Long Term Care Tax Deduction Levels Increased

Good news for those who have recently acquired an LTC insurance policy for their future LTC needs. The Internal Revenue Services (IRS) announced that it has increased the levels for long term care tax deduction. This means that there would be more tax-savings measures that small business owners may benefit from.

According to the American Association for Long Term Care Insurance (AALTCI) Executive Jesse Slome, this is one of the significant and timely developments in the LTC insurance industry. This will make way for the small business owners and other purchasers to have greater tax savings.

LTC insurance plans are known to be quite expensive and are usually purchased from private insurance companies. The rates and other prices of the monthly premiums are some of the major reasons why it is hard to convince and encourage some United States residents to secure themselves of an LTC insurance plan. They prefer to prioritize and give more attention to the basic necessities that their families need.

But because of the programs created and administered by the government that offer cheaper rates and more affordable policy options, more people will now be given the chance to experience owning an LTC insurance plan and use its benefits in the coming years.

Those who are considered average income earners and also those who belong below the poverty level do not have to spend large amount of their income in paying their insurance plan’s monthly dues. They may also avail other additional benefits that are exclusively available with these government run policy alternatives.

Long term care tax deduction is also one of the things that elder care advocates seek and request through the Congress. They say that more people, especially those who do not have flexible and enough savings, will benefit once higher levels of tax deductions are implemented.

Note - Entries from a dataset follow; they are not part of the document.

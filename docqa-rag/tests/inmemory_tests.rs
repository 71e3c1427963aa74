//! Property tests for in-memory vector store search ordering and upsert
//! semantics.

use std::collections::HashMap;

use docqa_rag::document::Chunk;
use docqa_rag::inmemory::InMemoryVectorStore;
use docqa_rag::vectorstore::VectorStore;
use proptest::prelude::*;

/// Generate a non-zero L2-normalized embedding of the given dimension.
fn arb_normalized_embedding(dim: usize) -> impl Strategy<Value = Vec<f32>> {
    proptest::collection::vec(-1.0f32..1.0f32, dim).prop_filter_map("non-zero embedding", |mut v| {
        let norm: f32 = v.iter().map(|x| x * x).sum::<f32>().sqrt();
        if norm < 1e-8 {
            return None;
        }
        for val in &mut v {
            *val /= norm;
        }
        Some(v)
    })
}

/// Generate a chunk with a normalized embedding.
fn arb_chunk(dim: usize) -> impl Strategy<Value = Chunk> {
    ("[a-z]{3,8}", "[a-z ]{5,30}", arb_normalized_embedding(dim)).prop_map(
        |(id, text, embedding)| Chunk {
            id,
            text,
            embedding,
            metadata: HashMap::new(),
            document_id: "doc_1".to_string(),
        },
    )
}

/// Searching returns results ordered by non-increasing cosine similarity,
/// at most `top_k` of them.
mod prop_inmemory_search_ordering {
    use super::*;

    const DIM: usize = 16;

    proptest! {
        #![proptest_config(ProptestConfig::with_cases(100))]

        #[test]
        fn results_ordered_descending_and_bounded_by_top_k(
            chunks in proptest::collection::vec(arb_chunk(DIM), 1..20),
            query in arb_normalized_embedding(DIM),
            top_k in 1usize..25,
        ) {
            let rt = tokio::runtime::Runtime::new().unwrap();
            let (results, unique_count) = rt.block_on(async {
                let store = InMemoryVectorStore::new();
                store.create_collection("test", DIM).await.unwrap();
                store.upsert("test", &chunks).await.unwrap();
                let unique_count = store.count("test").await.unwrap();
                let results = store.search("test", &query, top_k).await.unwrap();
                (results, unique_count)
            });

            prop_assert!(results.len() <= top_k);
            prop_assert_eq!(results.len(), top_k.min(unique_count));

            for window in results.windows(2) {
                prop_assert!(
                    window[0].score >= window[1].score,
                    "results not in descending order: {} < {}",
                    window[0].score,
                    window[1].score,
                );
            }
        }

        /// Upserting the same chunks twice leaves the entry count unchanged.
        #[test]
        fn repeated_upsert_does_not_duplicate(
            chunks in proptest::collection::vec(arb_chunk(DIM), 1..20),
        ) {
            let rt = tokio::runtime::Runtime::new().unwrap();
            let (once, twice) = rt.block_on(async {
                let store = InMemoryVectorStore::new();
                store.create_collection("test", DIM).await.unwrap();
                store.upsert("test", &chunks).await.unwrap();
                let once = store.count("test").await.unwrap();
                store.upsert("test", &chunks).await.unwrap();
                (once, store.count("test").await.unwrap())
            });
            prop_assert_eq!(once, twice);
        }
    }
}

#[tokio::test]
async fn delete_removes_entries_and_collection() {
    let store = InMemoryVectorStore::new();
    store.create_collection("c", 2).await.unwrap();
    let chunk = |id: &str, embedding: Vec<f32>| Chunk {
        id: id.to_string(),
        text: id.to_string(),
        embedding,
        metadata: HashMap::new(),
        document_id: "doc".to_string(),
    };
    let written =
        store.upsert("c", &[chunk("a", vec![1.0, 0.0]), chunk("b", vec![0.0, 1.0])]).await.unwrap();
    assert_eq!(written, 2);

    store.delete("c", &["a"]).await.unwrap();
    let results = store.search("c", &[1.0, 0.0], 5).await.unwrap();
    assert_eq!(results.len(), 1);
    assert_eq!(results[0].chunk.id, "b");

    store.delete_collection("c").await.unwrap();
    assert!(store.count("c").await.is_err());
}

This measure would definitely encourage more Americans to inquire and learn more about having an LTC insurance policy. They can now see that the government is being considerate to their needs and also think about their financial capacities most especially now that economic turmoil and financial crisis are not yet fully resolved.

The new levels of tax deductions are based on the insured person’s age before the closing of the taxable year. For those who are less than 40 years old gets $340deduction; more than 40 but not more than 50 years old, a tax deductible of $640 is granted; more than 50 but not more than 60 years will have $1,270; more than 60 but not more than 70 will get $3,390, and lastly, more than 70 years old will be given $4,240 tax deductions. The rates have increased by at least $100 as compared to last year’s tax deduction limits.

Having higher long term care tax deduction is a good way to win the hearts of the 32 million residents who are not still insured with LTC policies. This latest development will definitely give more room for the willing individuals to plunge in the LTC insurance industry.